I want to thank everyone for the visits, the talks in the late hours of the night, the constant text messages from me as I was losing my mind, the food, but most of all the love and prayers we received.  I could literally feel people’s prayers this morning when I woke up.  They got me out of bed and helped me put one foot in front of the other. 



I didn’t write this to get sympathy or attention.  I wrote this because there was beauty in this hell-hole of a situation.  I also got comfort knowing that I wasn’t the only one in the world that this happened to, and if someone out there is reading this that experienced it too, you’re not alone!  And if you’re reading this and know of someone that experiences this in the future, please know that the persons mind goes to all different places.  Weird thoughts, dark thoughts, embarrassing thoughts, thoughts that don’t make sense and we cant even explain why we’re thinking it.  Don’t judge them or make them feel guilty.  You don’t even have to say anything.  Just be there.  Just cry and laugh and break things and cuss with them.  Let them borrow your heart for a bit while theirs is mending and piecing itself back together.

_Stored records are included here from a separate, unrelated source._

//! Group chat fan-out. One message targets the room topic plus every other
//! member's group feed and unread-total feed — the two-tier pattern that
//! lets a member see activity without having the room open.

use std::sync::Arc;

use chrono::{DateTime, Utc};
use serde::{Deserialize, Serialize};
use serde_json::json;

use crate::realtime::{chat_envelope, TopicRegistry};

/// A committed group message, exactly as persisted.
#[derive(Debug, Clone, Serialize, Deserialize)]
pub struct GroupMessageRecord {
    pub id: i64,
    pub group_chat_room_id: i64,
    pub user_id: String,
    pub message_type: String,
    pub sent_at: DateTime<Utc>,
    pub content: String,
    pub image_name: String,
    pub image_url: String,
    pub file_name: String,
    pub file_url: String,
}

/// Domain event: a group message was committed. `recipient_ids` is the room
/// membership minus the poster, resolved by the CRUD layer at commit time.
#[derive(Debug, Clone, Deserialize)]
pub struct GroupMessagePosted {
    #[serde(flatten)]
    pub message: GroupMessageRecord,
    pub recipient_ids: Vec<String>,
}

/// One row of a marked-as-read batch.
#[derive(Debug, Clone, Serialize, Deserialize)]
pub struct GroupReadUpdate {
    pub group_message_id: i64,
}

pub struct GroupChatCoordinator {
    pub rooms: Arc<TopicRegistry<i64>>,
    pub feeds: Arc<TopicRegistry<String>>,
    totals: Arc<TopicRegistry<String>>,
}

impl GroupChatCoordinator {
    pub(super) fn new(totals: Arc<TopicRegistry<String>>) -> Self {
        Self {
            rooms: Arc::new(TopicRegistry::new("group_chat_rooms")),
            feeds: Arc::new(TopicRegistry::new("group_chat_feeds")),
            totals,
        }
    }

    /// The room payload carries `unread_count`, computed from the live
    /// subscriber count with the poster assumed attached. Members not
    /// currently viewing are covered by the persisted unread rows, which
    /// stay authoritative after a reconnect; the two counts may diverge.
    pub fn message_posted(&self, event: &GroupMessagePosted) -> usize {
        let msg = &event.message;
        let unread_count = self
            .rooms
            .subscriber_count(&msg.group_chat_room_id)
            .saturating_sub(1);
        let payload = json!({
            "id": msg.id,
            "group_chat_room_id": msg.group_chat_room_id,
            "user_id": msg.user_id,
            "message_type": msg.message_type,
            "sent_at": msg.sent_at,
            "content": msg.content,
            "image_name": msg.image_name,
            "image_url": msg.image_url,
            "file_name": msg.file_name,
            "file_url": msg.file_url,
            "unread_count": unread_count,
        });
        let room = self
            .rooms
            .broadcast(&msg.group_chat_room_id, chat_envelope("broadcast", payload));

        let note = json!({
            "updated_at": msg.sent_at,
            "group_chat_room_id": msg.group_chat_room_id,
        });
        let mut feeds = 0;
        for recipient_id in &event.recipient_ids {
            feeds += self
                .feeds
                .broadcast(recipient_id, chat_envelope("broadcast", note.clone()));
            feeds += self
                .totals
                .broadcast(recipient_id, chat_envelope("broadcast", note.clone()));
        }

        tracing::debug!(
            room_id = msg.group_chat_room_id,
            recipients = event.recipient_ids.len(),
            unread_count,
            room,
            feeds,
            "group message fanned out"
        );
        room + feeds
    }

    /// A batch of messages in the room was marked read by one member.
    pub fn reads_marked(&self, room_id: i64, updates: &[GroupReadUpdate]) -> usize {
        self.rooms
            .broadcast(&room_id, chat_envelope("unread_update", json!(updates)))
    }

    /// A single message was read by one member.
    pub fn message_read(&self, room_id: i64, group_message_id: i64) -> usize {
        self.rooms.broadcast(
            &room_id,
            chat_envelope("message_unread_websocket", json!({ "id": group_message_id })),
        )
    }
}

To my net, I love you all and thank you from the bottom of my heart.  I don’t know what I’d do without each and every one of you.

To my Jeremy, you’re my rock and my knight in shining armor.  Trials and tribulations baby.  Ride or die bitchJ  I love you and thank you for making me a mama to our two littles.


To my Piper, I love you and you are my sunshine.  You made me so so happy when my skies were so dark and gray.  I pray to the Lord above you never have to experience this, but if it’s in your plan, know that I love you and will do anything to take away the pain.  My buggy, you are perfection.  Love you to the dwarf planets and back.